BootLoader constants: OS=linux, ARCH=x86_64, WS=gtk, NL=en_US
Command-line arguments:  -os linux -ws gtk -arch x86_64 -consoleLog -data @user.home/.dartEditor

!ENTRY org.eclipse.ui.workbench 4 0 2012-10-27 17:53:48.563
!MESSAGE Unable to create view ID com.google.dart.tools.ui.FileExplorer: Failed to find /home/chris/local/dart-sdk/lib/_internal/libraries.dart.  Is dart-sdk path correct?
!STACK 0
com.google.dart.compiler.InternalCompilerException: Failed to find /home/chris/local/dart-sdk/lib/_internal/libraries.dart.  Is dart-sdk path correct?
 at com.google.dart.compiler.SystemLibrariesReader.getLibrariesFile(SystemLibrariesReader.java:256)
 at com.google.dart.compiler.SystemLibrariesReader.(SystemLibrariesReader.java:191)
 at com.google.dart.compiler.FileBasedSystemLibraryProvider.createReader(FileBasedSystemLibraryProvider.java:39)
...
Since I am an Emacs guy, I normally use the dart-sdk when doing local development work. It seems that the Dart Editor recognizes that I have the dart-sdk installed and it tries to use it. But, my dart-sdk appears to be missing a file that the Dart Editor is trying to find. The result is a big, huge crash.

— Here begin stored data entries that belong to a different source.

use chrono::{DateTime, Local};
use std::path::{Path, PathBuf};
use tokio::fs;
use tracing::{info, warn};

use crate::assembly::{AssemblyRequest, VideoAssembler};
use crate::config::Config;
use crate::error::{Result, FactoryError};
use crate::gemini::GeminiClient;
use crate::media::{MediaProcessorTrait, MediaProcessorFactory};
use crate::scene::{Scene, save_scenes, total_duration};
use crate::script::{ScriptProcessor, TextGenerator};
use crate::subtitle::{SUBTITLE_FILE_NAME, generate_srt};
use crate::visuals::{ImageGenerator, VisualGenerator, VisualReport};
use crate::voiceover::{HelperScriptSynthesizer, SpeechSynthesizer, VoiceoverGenerator, VoiceoverResult};

pub const SCRIPT_FILE_NAME: &str = "script.json";
pub const SCENES_DIR_NAME: &str = "scenes";
pub const AUDIO_DIR_NAME: &str = "audio";
pub const VIDEO_FILE_NAME: &str = "final-video.mp4";

/// Parameters of one end-to-end run
#[derive(Debug, Clone)]
pub struct RunRequest {
    pub input_text: String,
    pub style: String,
    pub voice: String,
    pub language: String,
    pub subtitles: bool,
    /// Final video location; defaults to `final-video.mp4` in the run directory
    pub output: Option<PathBuf>,
}

#[derive(Debug, Clone)]
pub struct RunSummary {
    pub run_dir: PathBuf,
    pub script_path: PathBuf,
    pub scenes_dir: PathBuf,
    pub audio_path: PathBuf,
    pub timing_path: PathBuf,
    pub subtitles_path: Option<PathBuf>,
    pub video_path: PathBuf,
    pub scene_count: usize,
    pub declared_duration: f64,
    /// False when some scenes got a placeholder or no image
    pub visuals_complete: bool,
}

pub struct Workflow {
    config: Config,
    text: Box<dyn TextGenerator>,
    images: Box<dyn ImageGenerator>,
    speech: Box<dyn SpeechSynthesizer>,
    media: Box<dyn MediaProcessorTrait>,
}

impl Workflow {
    /// Production wiring: Gemini for text and images, the TTS helper, ffmpeg
    pub fn new(config: Config) -> Result<Self> {
        let text = GeminiClient::new(config.gemini.clone(), config.script.clone())?;
        let images = GeminiClient::new(config.gemini.clone(), config.script.clone())?;

        let speech = HelperScriptSynthesizer::new(&config.voiceover);
        speech.check_availability()?;

        let media = MediaProcessorFactory::create_processor(config.media.clone());

        // Check dependencies
        media.check_availability()?;

        Ok(Self::with_components(
            config,
            Box::new(text),
            Box::new(images),
            Box::new(speech),
            media,
        ))
    }

    pub fn with_components(
        config: Config,
        text: Box<dyn TextGenerator>,
        images: Box<dyn ImageGenerator>,
        speech: Box<dyn SpeechSynthesizer>,
        media: Box<dyn MediaProcessorTrait>,
    ) -> Self {
        Self {
            config,
            text,
            images,
            speech,
            media,
        }
    }

    pub fn config(&self) -> &Config {
        &self.config
    }

    /// Script → visuals → voiceover → assembly inside a fresh run directory
    pub async fn run(&self, request: &RunRequest) -> Result<RunSummary> {
        let run_dir = create_run_dir(&self.config.output.root_dir, &request.input_text, self.config.output.slug_length).await?;
        info!("Output directory: {}", run_dir.display());

        if let Ok(version) = self.media.get_version_info().await {
            info!("Using {}", version);
        }

        info!("STEP 1: Processing script → scenes");
        let script_path = run_dir.join(SCRIPT_FILE_NAME);
        let scenes = self.process_script(&request.input_text, &request.style, &script_path).await?;
        info!("Script processing complete: {} scenes, estimated duration {:.1}s",
              scenes.len(), total_duration(&scenes));

        info!("STEP 2: Generating visuals (AI images)");
        let scenes_dir = run_dir.join(SCENES_DIR_NAME);
        let report = self.generate_visuals(&scenes, &scenes_dir).await?;
        if !report.all_succeeded() {
            warn!("Some images failed to generate ({} placeholders, {} missing)",
                  report.placeholder_count(), scenes.len() - report.image_count());
        }

        info!("STEP 3: Generating voiceover (TTS)");
        let audio_dir = run_dir.join(AUDIO_DIR_NAME);
        let voiceover = self.generate_voiceover(&scenes, &audio_dir, &request.voice, &request.language).await?;
        info!("Voiceover complete: {} ({:.1}s declared)", voiceover.audio_path.display(), voiceover.total_duration);

        let subtitles_path = if request.subtitles {
            let path = audio_dir.join(SUBTITLE_FILE_NAME);
            generate_srt(&voiceover.timing, &path).await?;
            Some(path)
        } else {
            None
        };

        info!("STEP 4: Assembling final video");
        let video_path = request
            .output
            .clone()
            .unwrap_or_else(|| run_dir.join(VIDEO_FILE_NAME));

        let assembly = AssemblyRequest {
            scenes_dir: scenes_dir.clone(),
            audio_path: voiceover.audio_path.clone(),
            timing_path: voiceover.timing_path.clone(),
            output_path: video_path.clone(),
            subtitles: subtitles_path.clone(),
        };

        if !self.assemble(&assembly).await? {
            return Err(FactoryError::Media("Video assembly failed".to_string()));
        }

        Ok(RunSummary {
            run_dir,
            script_path,
            scenes_dir,
            audio_path: voiceover.audio_path,
            timing_path: voiceover.timing_path,
            subtitles_path,
            video_path,
            scene_count: scenes.len(),
            declared_duration: voiceover.total_duration,
            visuals_complete: report.all_succeeded(),
        })
    }

    /// Segment text into scenes and save them to `script_path`
    pub async fn process_script(&self, input_text: &str, style: &str, script_path: &Path) -> Result<Vec<Scene>> {
        let scenes = ScriptProcessor::new(self.text.as_ref())
            .process_script(input_text, style)
            .await?;
        save_scenes(&scenes, script_path).await?;
        Ok(scenes)
    }

    pub async fn generate_visuals(&self, scenes: &[Scene], scenes_dir: &Path) -> Result<VisualReport> {
        VisualGenerator::new(self.images.as_ref(), &self.config.visuals, self.config.visual_delay())
            .generate_visuals(scenes, scenes_dir)
            .await
    }

    pub async fn generate_voiceover(
        &self,
        scenes: &[Scene],
        audio_dir: &Path,
        voice: &str,
        language: &str,
    ) -> Result<VoiceoverResult> {
        VoiceoverGenerator::new(self.speech.as_ref(), self.config.voiceover.audio_file_name.clone())
            .generate_voiceover(scenes, audio_dir, voice, language)
            .await
    }

    pub async fn assemble(&self, request: &AssemblyRequest) -> Result<bool> {
        VideoAssembler::new(self.media.as_ref()).assemble(request).await
    }
}

/// Create `root/{YYYYMMDD-HHMMSS}-{slug}` for a new run
pub async fn create_run_dir(root: &Path, prompt: &str, slug_length: usize) -> Result<PathBuf> {
    let dir = root.join(run_dir_name(prompt, slug_length, Local::now()));
    fs::create_dir_all(&dir).await?;
    Ok(dir)
}

pub fn run_dir_name(prompt: &str, slug_length: usize, timestamp: DateTime<Local>) -> String {
    let stamp = timestamp.format("%Y%m%d-%H%M%S").to_string();
    let slug = prompt_slug(prompt, slug_length);
    if slug.is_empty() {
        stamp
    } else {
        format!("{}-{}", stamp, slug)
    }
}

/// Filename-safe slug from the start of the prompt
pub fn prompt_slug(prompt: &str, max_chars: usize) -> String {
    prompt
        .chars()
        .take(max_chars)
        .filter(|c| c.is_alphanumeric() || *c == ' ' || *c == '-')
        .collect::<String>()
        .trim()
        .replace(' ', "-")
        .to_lowercase()
}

Fortunately, the solution is simple enough:
➜  ~  mv local/dart-sdk local/dart-sdk.bak
With that, I have a Dart Editor that sports an M1 splash screen.

I again add open my Dart Comics folder. I again mark a few older files as not requiring analysis. I again add the pub folder from Dart Comics as the primary location for pub packages:


That would not be a good idea if I were working on multiple projects, but it will suffice as a temporary setting as I get started.

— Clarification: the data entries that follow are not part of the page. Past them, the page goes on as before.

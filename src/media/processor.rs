use async_trait::async_trait;
use std::io::Write;
use tracing::{info, debug};

use crate::config::MediaConfig;
use crate::error::{Result, FactoryError};
use super::{MediaProcessorTrait, MediaCommandBuilder, SlideshowRequest, slideshow_filter_graph};

/// Concrete implementation of media processor (FFmpeg-based)
pub struct MediaProcessorImpl {
    config: MediaConfig,
    command_builder: MediaCommandBuilder,
}

impl MediaProcessorImpl {
    /// Create a new media processor implementation
    pub fn new(config: MediaConfig) -> Self {
        let command_builder = MediaCommandBuilder::new(&config.binary_path);

        Self {
            config,
            command_builder,
        }
    }
}

#[async_trait]
impl MediaProcessorTrait for MediaProcessorImpl {
    async fn render_slideshow(&self, request: &SlideshowRequest) -> Result<()> {
        if request.clips.is_empty() {
            return Err(FactoryError::NoContent("slideshow has no clips".to_string()));
        }

        info!("Encoding {} clips ({:.1}s) with {} -> {}",
              request.clips.len(), request.visual_duration(),
              request.audio_path.display(), request.output_path.display());

        if let Some(parent) = request.output_path.parent() {
            if !parent.as_os_str().is_empty() {
                tokio::fs::create_dir_all(parent).await?;
            }
        }

        // Removed when dropped, whichever way the encode ends
        let mut filter_script = tempfile::Builder::new()
            .prefix("slideshow-")
            .suffix(".filter")
            .tempfile()?;
        let graph = slideshow_filter_graph(request.clips.len(), &self.config, request.subtitles.as_deref());
        filter_script.write_all(graph.as_bytes())?;
        filter_script.flush()?;
        debug!("Filter graph: {}", graph);

        let command = self.command_builder.slideshow(request, &self.config, filter_script.path());
        command.execute().await?;

        info!("Slideshow encoding completed successfully");
        Ok(())
    }

    /// Check if media processor is available
    fn check_availability(&self) -> Result<()> {
        let output = std::process::Command::new(&self.config.binary_path)
            .arg("-version")
            .output()
            .map_err(|e| FactoryError::Config(format!("Media processor not found: {}", e)))?;

        if output.status.success() {
            info!("Media processor is available");
            Ok(())
        } else {
            Err(FactoryError::Config("Media processor version check failed".to_string()))
        }
    }

    /// Get media processor version information
    async fn get_version_info(&self) -> Result<String> {
        debug!("Getting media processor version information");

        let stdout = self.command_builder.version_check().execute().await?;
        // The first line carries the version
        let first_line = stdout.lines().next().unwrap_or("Unknown version");
        Ok(first_line.to_string())
    }
}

With all of that, Dart Editor's automatic analysis now identifies 4 problems and 7 warnings:


Much better.

All but one of those errors are in files that are not directly used. I will get around to fixing them eventually, but today, I am only concerned with the warning from Collections.Comics.dart:
Concrete class Comics has unimplemented member(s) 
# From Collection:
  bool isEmpty 
  Collection<dynamic> map((dynamic) -> dynamic)
  Collection<dynamic> filter((dynamic) -> bool) 
  bool contains(dynamic) 
  dynamic reduce(dynamic, (dynamic, dynamic) -> dynamic) 
  bool every((dynamic) -> bool) 
  bool some((dynamic) -> bool)
# From Iterable: 
  Iterator<dynamic> iterator()
It is fairly easy to eliminate this warning—I need to delegate a bunch of the Collection methods in the HipsterCollection class to the underlying list of models:
class HipsterCollection implements Collection {
  // ...
  iterator() => models.iterator();

  bool isEmpty => models.isEmpty;
  map(fn) => models.map(fn);
  filter(fn) => models.filter(fn);
  contains(element) => models.contains(element);
  reduce(intialValue, fn) => models.reduce(initialValue, fn);
  every(fn) => models.every(fn);
  some(fn) => models.some(fn);
  // ..
}
There is not too much typing involved, thanks to the hash-rocket function syntax. Still, I do appreciate Ruby's Enumerable which only requires a each method to be defined.

Aside from the problems with the very-old-editor and the wrong dart-sdk, it was pretty easy to get my old project imported into Dart Editor. It did not find too many problems, which buys a bit of peace of mind. Tomorrow, I will keep working through some of the non-happy path problems and warnings that exist.